The agencies discussed the rationale behind setting an expiration date for the EHR donation regulations. According to the agencies, they had believed and continued to believe that the need for the EHR donation regulations, originally promulgated in 2006, would diminish over time as the use of EHR technology became a standard and expected part of practice. The regulations originally were set to expire on December 31, 2013. The 2013 final rule extended the sunset date to December 31, 2021. Now, however, the agencies believe that the value of the EHR donation regulations will continue notwithstanding achievement of the goal of widespread adoption of EHR technology, by promoting certainty with respect to EHR-related financial arrangements and addressing ongoing financial concerns with maintaining and updating EHR technology. Accordingly, the agencies now propose to eliminate the sunset provisions entirely.

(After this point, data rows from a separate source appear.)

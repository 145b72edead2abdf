//! Reservation error types with HTTP status code mapping.
//!
//! [`ReservationError`] is the central error type for the service. Each
//! variant maps to a specific HTTP status code and structured JSON error
//! response. Seat conflicts carry the exact contested seats so clients
//! can prune them from a pending selection without discarding the rest.

use axum::http::StatusCode;
use axum::response::{IntoResponse, Response};
use serde::Serialize;
use utoipa::ToSchema;

use crate::domain::{BookingId, SeatId};

/// Structured JSON error response body.
///
/// All error responses follow this shape:
/// ```json
/// {
///   "error": {
///     "code": 2101,
///     "message": "seats already booked: A2",
///     "details": "A2"
///   }
/// }
/// ```
#[derive(Debug, Serialize, ToSchema)]
pub struct ErrorResponse {
    /// Structured error payload.
    pub error: ErrorBody,
}

/// Inner error body with numeric code and human-readable message.
#[derive(Debug, Serialize, ToSchema)]
pub struct ErrorBody {
    /// Numeric error code (see code ranges on [`ReservationError`]).
    pub code: u32,
    /// Human-readable error message.
    pub message: String,
    /// Optional additional details (comma-separated seat ids on conflict).
    #[serde(skip_serializing_if = "Option::is_none")]
    pub details: Option<String>,
}

/// Server-side error enum with HTTP status code mapping.
///
/// # Error Code Ranges
///
/// | Range     | Category         | HTTP Status                 |
/// |-----------|------------------|-----------------------------|
/// | 1000–1999 | Validation       | 400 Bad Request             |
/// | 2000–2099 | Not Found / Auth | 404 Not Found / 403 Forbidden |
/// | 2100–2199 | State Conflict   | 409 Conflict                |
/// | 3000–3999 | Server / Storage | 500 Internal Server Error   |
#[derive(Debug, thiserror::Error)]
pub enum ReservationError {
    /// Seat id is malformed or outside the 8×10 grid.
    #[error("invalid seat id: {0}")]
    InvalidSeat(String),

    /// Reservation request contained no seats.
    #[error("seat selection is empty")]
    EmptySelection,

    /// Per-seat price was negative.
    #[error("invalid ticket price: {0}")]
    InvalidPrice(i64),

    /// One or more requested seats are already held by a confirmed
    /// booking. The whole request is rejected; `seats` names exactly
    /// the contested subset.
    #[error("seats already booked: {}", format_seats(.seats))]
    SeatConflict {
        /// The contested seats, in grid order.
        seats: Vec<SeatId>,
    },

    /// Booking with the given id was not found.
    #[error("booking not found: {0}")]
    BookingNotFound(BookingId),

    /// Requester does not own the booking they tried to cancel.
    #[error("booking {0} belongs to another user")]
    NotBookingOwner(BookingId),

    /// Booking was already cancelled; repeated cancellation is reported,
    /// never a silent success.
    #[error("booking {0} is already cancelled")]
    AlreadyCancelled(BookingId),

    /// Ledger unreachable or a transaction aborted for infrastructure
    /// reasons (not seat contention).
    #[error("storage error: {0}")]
    Storage(String),

    /// Internal server error.
    #[error("internal error: {0}")]
    Internal(String),
}

/// Renders a seat list as comma-separated ids (`"A2, A3"`).
fn format_seats(seats: &[SeatId]) -> String {
    seats
        .iter()
        .map(ToString::to_string)
        .collect::<Vec<_>>()
        .join(", ")
}

impl ReservationError {
    /// Returns the numeric error code for this variant.
    #[must_use]
    pub const fn error_code(&self) -> u32 {
        match self {
            Self::InvalidSeat(_) => 1001,
            Self::EmptySelection => 1002,
            Self::InvalidPrice(_) => 1003,
            Self::BookingNotFound(_) => 2001,
            Self::NotBookingOwner(_) => 2002,
            Self::SeatConflict { .. } => 2101,
            Self::AlreadyCancelled(_) => 2102,
            Self::Storage(_) => 3001,
            Self::Internal(_) => 3000,
        }
    }

    /// Returns the HTTP status code for this variant.
    #[must_use]
    pub const fn status_code(&self) -> StatusCode {
        match self {
            Self::InvalidSeat(_) | Self::EmptySelection | Self::InvalidPrice(_) => {
                StatusCode::BAD_REQUEST
            }
            Self::BookingNotFound(_) => StatusCode::NOT_FOUND,
            Self::NotBookingOwner(_) => StatusCode::FORBIDDEN,
            Self::SeatConflict { .. } | Self::AlreadyCancelled(_) => StatusCode::CONFLICT,
            Self::Storage(_) | Self::Internal(_) => StatusCode::INTERNAL_SERVER_ERROR,
        }
    }

    /// Returns the contested seats if this is a [`Self::SeatConflict`].
    #[must_use]
    pub fn conflict_seats(&self) -> Option<&[SeatId]> {
        match self {
            Self::SeatConflict { seats } => Some(seats),
            _ => None,
        }
    }
}

impl IntoResponse for ReservationError {
    fn into_response(self) -> Response {
        let status = self.status_code();
        let details = self.conflict_seats().map(format_seats);
        let body = ErrorResponse {
            error: ErrorBody {
                code: self.error_code(),
                message: self.to_string(),
                details,
            },
        };
        let mut response = axum::Json(body).into_response();
        *response.status_mut() = status;
        response
    }
}
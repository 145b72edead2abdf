//! Reservation and cancellation endpoint handlers.

use axum::extract::{Path, Query, State};
use axum::http::StatusCode;
use axum::response::IntoResponse;
use axum::routing::{get, post};
use axum::{Json, Router};

use crate::api::dto::{BookingHistoryParams, BookingResponse, CancelRequest, ReserveRequest};
use crate::app_state::AppState;
use crate::domain::{BookingId, SeatId, ShowtimeId, UserId};
use crate::error::{ErrorResponse, ReservationError};

/// `POST /showtimes/:id/bookings` — Reserve seats for a showtime.
///
/// # Errors
///
/// Returns [`ReservationError`] on malformed seats, an empty selection,
/// a negative price, or seat contention.
#[utoipa::path(
    post,
    path = "/api/v1/showtimes/{id}/bookings",
    tag = "Bookings",
    summary = "Reserve seats",
    description = "Atomically reserves a seat set for a showtime. On contention the \
                   whole request is rejected and the error details name exactly the \
                   contested seats so the client can prune them and re-submit.",
    params(
        ("id" = uuid::Uuid, Path, description = "Showtime UUID"),
    ),
    request_body = ReserveRequest,
    responses(
        (status = 201, description = "Booking confirmed", body = BookingResponse),
        (status = 400, description = "Invalid seat id, empty selection, or negative price", body = ErrorResponse),
        (status = 409, description = "One or more seats already booked", body = ErrorResponse),
    )
)]
pub async fn reserve_seats(
    State(state): State<AppState>,
    Path(id): Path<uuid::Uuid>,
    Json(req): Json<ReserveRequest>,
) -> Result<impl IntoResponse, ReservationError> {
    let seats = req
        .seats
        .iter()
        .map(|s| s.parse::<SeatId>())
        .collect::<Result<Vec<_>, _>>()?;

    let booking = state
        .booking_service
        .reserve(
            ShowtimeId::from_uuid(id),
            seats,
            UserId::from_uuid(req.user_id),
            req.price_per_seat,
        )
        .await?;

    Ok((StatusCode::CREATED, Json(BookingResponse::from(&booking))))
}

/// `POST /bookings/:id/cancel` — Cancel a booking, releasing its seats.
///
/// # Errors
///
/// Returns [`ReservationError`] if the booking is missing, owned by
/// another user, or already cancelled.
#[utoipa::path(
    post,
    path = "/api/v1/bookings/{id}/cancel",
    tag = "Bookings",
    summary = "Cancel a booking",
    description = "Transitions a confirmed booking to cancelled and releases its seats \
                   for re-booking. Repeated cancellation is reported, not silently accepted.",
    params(
        ("id" = uuid::Uuid, Path, description = "Booking UUID"),
    ),
    request_body = CancelRequest,
    responses(
        (status = 200, description = "Booking cancelled", body = BookingResponse),
        (status = 403, description = "Booking owned by another user", body = ErrorResponse),
        (status = 404, description = "Booking not found", body = ErrorResponse),
        (status = 409, description = "Booking already cancelled", body = ErrorResponse),
    )
)]
pub async fn cancel_booking(
    State(state): State<AppState>,
    Path(id): Path<uuid::Uuid>,
    Json(req): Json<CancelRequest>,
) -> Result<impl IntoResponse, ReservationError> {
    let booking = state
        .booking_service
        .cancel(BookingId::from_uuid(id), UserId::from_uuid(req.user_id))
        .await?;

    Ok(Json(BookingResponse::from(&booking)))
}

/// `GET /bookings?user_id=…` — List a user's bookings, newest first.
///
/// # Errors
///
/// Returns [`ReservationError::Storage`] if the ledger is unreachable.
#[utoipa::path(
    get,
    path = "/api/v1/bookings",
    tag = "Bookings",
    summary = "List a user's bookings",
    description = "Returns all of the user's bookings, newest first, including cancelled ones.",
    params(
        ("user_id" = uuid::Uuid, Query, description = "User UUID"),
    ),
    responses(
        (status = 200, description = "Booking history", body = Vec<BookingResponse>),
    )
)]
pub async fn list_bookings(
    State(state): State<AppState>,
    Query(params): Query<BookingHistoryParams>,
) -> Result<impl IntoResponse, ReservationError> {
    let bookings = state
        .booking_service
        .bookings_for_user(UserId::from_uuid(params.user_id))
        .await?;

    let body: Vec<BookingResponse> = bookings.iter().map(BookingResponse::from).collect();
    Ok(Json(body))
}

/// Booking routes mounted under `/api/v1`.
pub fn routes() -> Router<AppState> {
    Router::new()
        .route("/showtimes/{id}/bookings", post(reserve_seats))
        .route("/bookings/{id}/cancel", post(cancel_booking))
        .route("/bookings", get(list_bookings))
}
//! Shared application state injected into all Axum handlers.

use std::sync::Arc;

use crate::service::BookingService;

/// Shared application state available to all handlers via Axum's
/// `State` extractor.
#[derive(Debug, Clone)]
pub struct AppState {
    /// Booking service for all reservation logic.
    pub booking_service: Arc<BookingService>,
}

The agencies have not proposed changes to the 15% cost sharing requirements but invite comments on several possible changes. First, the agencies invite comment on whether to eliminate a cost sharing requirement for small or rural physician organizations. Second, the agencies invite comment on whether to eliminate the cost sharing requirement entirely for all recipients. Finally, the agencies invite comment on whether to modify or eliminate the contribution requirement for updates to previously donate EHR software or technology.
The agencies also have proposed to delete the prohibition on furnishing EHR technology that is equivalent to items or services already possessed by the recipient. Comments have noted that recipients of donated EHR technology get locked in to the donated technology because they cannot afford the cost of improved technology that may nevertheless be viewed as equivalent technology, because the EHR donation regulation will not apply to protect subsidies of such equivalent replacement technology. Accordingly, the agencies propose to eliminate the prohibition on the furnishing of equivalent technology and invite comment on the proposal.
Proposed Modifications to the Warranties Safe Harbor
OIG proposes updating the existing warranties safe harbor to promote higher value items covered by warranties. The safe harbor protects remuneration consisting of “any payment or exchange of anything of value under a warranty provided by a manufacturer or supplier of an item to the buyer . . . of the item.” OIG has interpreted the safe harbor as applying to warranties for single items and not to bundled items. The proposed updates would (i) protect warranties for one or more items and related services upon certain conditions; (ii) exclude beneficiaries from the reporting requirements applicable to buyers; and (iii) define “warranty” directly and not by reference to the Federal Magnuson-Moss Act. As proposed, the safe harbor would allow manufacturers and suppliers to warrant a bundle of items or one or more items in combination with related services, but it would not protect warranties covering only services.
The following conditions would apply to protected bundled warranty arrangements: (i) all warrantied, federally reimbursable items and services must be reimbursed by the same Federal health care program and in the same payment; (ii) a manufacturer or supplier must not pay any individual (other than a beneficiary) or entity for any medical, surgical, or hospital expense incurred by a beneficiary other than for the cost of the items and services subject to the warranty; and (iii) manufacturers and suppliers cannot condition bundled warranties on the exclusive use of one or more items or services or impose minimum-purchase requirements of any items or services.